Comment by Dmitry Vaintrob (dmitry-vaintrob) on A Significant Portion of COVID-19 Transmission Is Presymptomatic · 2020-03-18T19:10:19.720Z · LW · GW

A question I always have about these studies is at what level symptoms are defined and self-reported. E.g. presumably "you have an itchy throat or a mild headache in the morning/mildly increased fever over your baseline" is pre-symptomatic. Self-isolating with mild symptoms is probably hard to measure but can be at least socially enforced.

Comment by Dmitry Vaintrob (dmitry-vaintrob) on Reasons why coronavirus mortality of young adults may be underestimated. · 2020-03-16T14:44:01.968Z · LW · GW

DP Cruise didn't have any fatalities under age 70, so not sure where you're getting the under-29 number. Also since the population is older the case fatality was over-estimated. This study https://cmmid.github.io/topics/covid19/severity/diamond_cruise_cfr_estimates.html?fbclid=IwAR2jCOZcBGHYBWC_dqSzwvX7T7-DOpwm8L84qqW8k6QtKa05Inv35Pk3Ezs estimates adjusted CFR form DP cruise ship data (assuming treatment!) to be .5%, largely in agreement with other numbers I'd heard. Though the sample size is ridiculously small, so the error bounds are terrible.

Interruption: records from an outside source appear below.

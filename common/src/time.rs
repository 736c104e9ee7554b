//! Time helpers.

use chrono::{DateTime, TimeZone, Utc};

/// A UTC timestamp.
pub type Timestamp = DateTime<Utc>;

/// Get the current timestamp.
pub fn now() -> Timestamp {
    Utc::now()
}

/// Convert a unix timestamp in seconds, as returned by rate APIs.
/// Out-of-range values yield `None`.
pub fn from_unix_seconds(seconds: i64) -> Option<Timestamp> {
    Utc.timestamp_opt(seconds, 0).single()
}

Comment by Dmitry Vaintrob (dmitry-vaintrob) on Coronavirus: Justified Practical Advice Thread · 2020-03-13T05:00:13.600Z · LW · GW

Advice: drink a mouthful of water every 15 minutes. This is speculative (facebook post from a friend of a friend). The rationale is that if you have virus particles in your mouth, rinsing them into your stomach (where the stomach acid kills them) will prevent them from getting into your respiratory system. [edit: retracted, seems to be downstream from a fake news article. Drinking water is still good, but looks like this pathway is not realistic]

Comment by Dmitry Vaintrob (dmitry-vaintrob) on Coronavirus: Justified Practical Advice Thread · 2020-03-13T02:14:10.907Z · LW · GW

Advice: now may be a good time to learn to meditate. Deaths from coronavirus are due mostly to breathing problems from pneumonia, which is the main explanation for why older people are more likely to die. There is evidence that meditation is good for pneumonia specifically http://www.annfammed.org/content/10/4/337.full and lowers oxygen consumption generally https://journals.sagepub.com/doi/full/10.1177/2156587213492770. I didn't read the studies carefully to see how trustworthy they are, but this conforms well with my understanding and limited experience of meditation. Meditation is also known to be good for mitigating stress, which will obviously be beneficial in the coming months.